DATA FOR THE TASK -
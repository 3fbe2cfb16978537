//! End-to-end scenarios spanning `knode-id`, `knode-net`, and `knode-dht`:
//! real engines talking over real loopback UDP sockets, not mocked wiring.

use std::time::Duration;

use knode_dht::{Engine, Node, RoutingTable};
use knode_id::{Endpoint, Id160};
use knode_net::Channel;
use tokio::task::LocalSet;

async fn engine() -> Engine {
    let channel = Channel::ipv4("127.0.0.1", 0).await.expect("bind");
    Engine::new(Id160::random(), channel, knode_dht::K)
}

fn node_with_tag(tag: u8) -> Node {
    let mut bytes = [0u8; knode_id::BYTES];
    bytes[0] = tag;
    Node::new(
        Id160::from_bytes(bytes),
        Endpoint::new(
            std::net::IpAddr::V4(std::net::Ipv4Addr::new(10, 0, 0, tag)),
            4000 + tag as u16,
        ),
    )
}

/// Scenario 5: three nodes A, B, C form a connected graph; C stores a value
/// via A; B discovers it through a `FIND_VALUE` lookup that resolves in a
/// single round because A holds it directly.
#[tokio::test]
async fn find_value_succeeds_through_a_three_node_network() {
    LocalSet::new()
        .run_until(async {
            let a = engine().await;
            let b = engine().await;
            let c = engine().await;

            let a_loop = a.clone();
            let b_loop = b.clone();
            let c_loop = c.clone();
            tokio::task::spawn_local(async move { a_loop.run().await });
            tokio::task::spawn_local(async move { b_loop.run().await });
            tokio::task::spawn_local(async move { c_loop.run().await });

            let a_node = Node::new(a.local_id(), a.local_addr());
            b.seed_peer(a_node.clone());
            c.seed_peer(a_node);

            let key = Id160::random();
            let value = vec![0x01, 0x02];

            tokio::time::timeout(Duration::from_secs(2), c.store_value(key, value.clone()))
                .await
                .expect("store did not hang")
                .expect("C's store should reach at least A");

            let found = tokio::time::timeout(Duration::from_secs(2), b.find_value(key))
                .await
                .expect("find_value did not hang")
                .expect("B should find the value A is holding");
            assert_eq!(found, value);
        })
        .await;
}

/// Scenario 6, driven through the real ping path rather than calling
/// `peer_timed_out` directly: a peer that never answers is evicted from the
/// routing table after its second consecutive ping failure. PING is a
/// singleton task, so a single `ping` call retries internally until the
/// peer is evicted rather than giving up after one round trip.
#[tokio::test(start_paused = true)]
async fn ping_timeout_evicts_an_unreachable_peer_after_two_failures() {
    LocalSet::new()
        .run_until(async {
            let a = engine().await;
            let a_loop = a.clone();
            tokio::task::spawn_local(async move { a_loop.run().await });

            // An address nothing is listening on; every ping to it times out.
            let dead_channel = Channel::ipv4("127.0.0.1", 0).await.expect("bind dead channel");
            let dead_addr = dead_channel.local_addr();
            drop(dead_channel);
            let peer = Node::new(Id160::random(), dead_addr);

            a.seed_peer(peer.clone());
            assert!(a.known_peers().iter().any(|n| n.id == peer.id));

            assert!(a.ping(peer.clone()).await.is_err());
            assert!(
                !a.known_peers().iter().any(|n| n.id == peer.id),
                "ping retries internally after the first timeout and only reports back once the \
                 second consecutive failure evicts the peer"
            );
        })
        .await;
}

/// Scenario 3/4 parameters exactly: with `K=3` and 20 peers inserted, the
/// first bucket never splits more than once, while the table as a whole
/// grows past its initial single bucket.
#[tokio::test]
async fn routing_table_fills_then_refuses_a_second_split_of_bucket_zero() {
    let self_id = Id160::from_bytes([0xff; knode_id::BYTES]);
    let mut table = RoutingTable::new(Node::new(self_id, any_endpoint()), 3);

    for tag in 0..20u8 {
        table.add(node_with_tag(tag));
    }

    assert!(table.bucket_count() > 1, "20 peers at K=3 must force a split");

    // Bucket 0 (farthest from `self_id`) must never itself have re-split:
    // once a sibling split carries the table past one bucket, bucket 0 is
    // no longer the last bucket and `split_allowed` permanently excludes it.
    let far_id = {
        let mut bytes = [0u8; knode_id::BYTES];
        bytes[0] = 0x00;
        Id160::from_bytes(bytes)
    };
    let bucket0_prefix_size = {
        let idx = table.bucket_index_for(&far_id);
        table.buckets()[idx].prefix_size
    };
    assert!(bucket0_prefix_size <= 1, "bucket 0 split at most once");
}

fn any_endpoint() -> Endpoint {
    Endpoint::new(std::net::IpAddr::V4(std::net::Ipv4Addr::new(127, 0, 0, 1)), 0)
}

/// Bootstrap end to end: a fresh node joins via one seed, runs a self-lookup
/// and per-bucket refreshes, and ends up aware of the seed's other peers.
#[tokio::test]
async fn bootstrap_discovers_peers_beyond_the_seed() {
    LocalSet::new()
        .run_until(async {
            let seed = engine().await;
            let far = engine().await;
            let joining = engine().await;

            let seed_loop = seed.clone();
            let far_loop = far.clone();
            let joining_loop = joining.clone();
            tokio::task::spawn_local(async move { seed_loop.run().await });
            tokio::task::spawn_local(async move { far_loop.run().await });
            tokio::task::spawn_local(async move { joining_loop.run().await });

            seed.seed_peer(Node::new(far.local_id(), far.local_addr()));

            let seed_node = Node::new(seed.local_id(), seed.local_addr());
            tokio::time::timeout(Duration::from_secs(3), joining.bootstrap(vec![seed_node]))
                .await
                .expect("bootstrap did not hang")
                .expect("bootstrap with a non-empty seed list succeeds");

            let known_ids: Vec<Id160> = joining.known_peers().iter().map(|n| n.id).collect();
            assert!(known_ids.contains(&seed.local_id()));
            assert!(known_ids.contains(&far.local_id()));
        })
        .await;
}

TASK DETAILS -
If a line in the data above holds the string "retries", report that line.

RESPONSE TO THIS EXERCISE -
/// singleton task, so a single `ping` call retries internally until the
                "ping retries internally after the first timeout and only reports back once the \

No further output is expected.